You should plan your quarter in such a way that, every week:

  • Each group member can work in parallel. That is, Person B should not have to wait for Person A to finish a task before they can start working. If Person B is working on a feature that depends on Person A’s output, Person B can use test data (or something similar) as a placeholder for Person A’s output until it is finalized. (For a concrete example, Person A may be writing scripts that clean raw data, and Person B may be building a machine learning model.)
  • Each group member is working on a different task than in the previous week. It’s totally fine if a particular task takes two weeks to complete, but the description of that task in your schedule should be different for both weeks, to reflect the breakdown of that task into smaller subtasks.
  • Each group member knows what everyone else is actively working on. Not only will this held each group member accountable, but it’ll also give other group members the opportunity to help resolve issues with tasks that weren’t initially assigned to them.
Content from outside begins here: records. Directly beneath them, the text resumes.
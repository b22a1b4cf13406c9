use std::path::PathBuf;

use anyhow::{Context, Result};

pub const DEFAULT_MODEL: &str = "deepseek-chat";
pub const DEFAULT_API_URL: &str = "https://api.deepseek.com/v1/chat/completions";
pub const DEFAULT_RESUME_PATH: &str = "data/resume.json";

/// Application configuration loaded from environment variables.
///
/// The upstream credential is optional here: a missing key does not stop the
/// process, it makes every chat request fail with a configuration error.
#[derive(Debug, Clone)]
pub struct Config {
    pub api_key: Option<String>,
    pub model: String,
    pub api_url: String,
    pub resume_path: PathBuf,
    pub port: u16,
    pub rust_log: String,
}

impl Config {
    pub fn from_env() -> Result<Self> {
        dotenvy::dotenv().ok(); // load .env if present; ignore if missing
        dotenvy::from_filename(".env.local").ok();

        Ok(Config {
            api_key: optional_env("DEEPSEEK_API_KEY"),
            model: optional_env("DEEPSEEK_MODEL").unwrap_or_else(|| DEFAULT_MODEL.to_string()),
            api_url: optional_env("DEEPSEEK_API_URL")
                .unwrap_or_else(|| DEFAULT_API_URL.to_string()),
            resume_path: optional_env("RESUME_PATH")
                .map(PathBuf::from)
                .unwrap_or_else(|| PathBuf::from(DEFAULT_RESUME_PATH)),
            port: std::env::var("PORT")
                .unwrap_or_else(|_| "7071".to_string())
                .parse::<u16>()
                .context("PORT must be a valid port number")?,
            rust_log: std::env::var("RUST_LOG").unwrap_or_else(|_| "info".to_string()),
        })
    }

    /// The configured credential, if it is present and not blank.
    pub fn credential(&self) -> Option<&str> {
        self.api_key
            .as_deref()
            .map(str::trim)
            .filter(|key| !key.is_empty())
    }
}

fn optional_env(key: &str) -> Option<String> {
    std::env::var(key).ok().filter(|v| !v.trim().is_empty())
}

#[cfg(test)]
impl Config {
    pub fn for_tests(api_key: Option<&str>) -> Self {
        Config {
            api_key: api_key.map(str::to_string),
            model: DEFAULT_MODEL.to_string(),
            api_url: DEFAULT_API_URL.to_string(),
            resume_path: PathBuf::from(DEFAULT_RESUME_PATH),
            port: 7071,
            rust_log: "info".to_string(),
        }
    }
}

#[cfg(test)]
mod tests {
    use super::*;

    #[test]
    fn test_blank_credential_counts_as_missing() {
        assert_eq!(Config::for_tests(Some("   ")).credential(), None);
        assert_eq!(Config::for_tests(None).credential(), None);
    }

    #[test]
    fn test_credential_is_trimmed() {
        assert_eq!(Config::for_tests(Some(" sk-test \n")).credential(), Some("sk-test"));
    }
}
  • The team, as a unit, produces code that is fully buildable and runnable. All group members should regularly merge their code into the main branch of the repo, which will ensure that the main branch always contains a “complete” project. It should not be the case that your group’s codebase only runs in Week 7. (Using the example from the embedded video above: your repo should always contain a fully-constructed house. The number of rooms and hallways of that house can change as the weeks go on, but it should always be a complete house.). We’ll cover best practices for using Git and GitHub next week, but each week, all
  • The team, as a unit, decides what the plan for the next week is, and if any part of the existing schedule needs to change.

To achieve all of these goals, it will be necessary to be in regular communication with your group, not just in section, but in your (required) separate weekly meetings and asynchronously.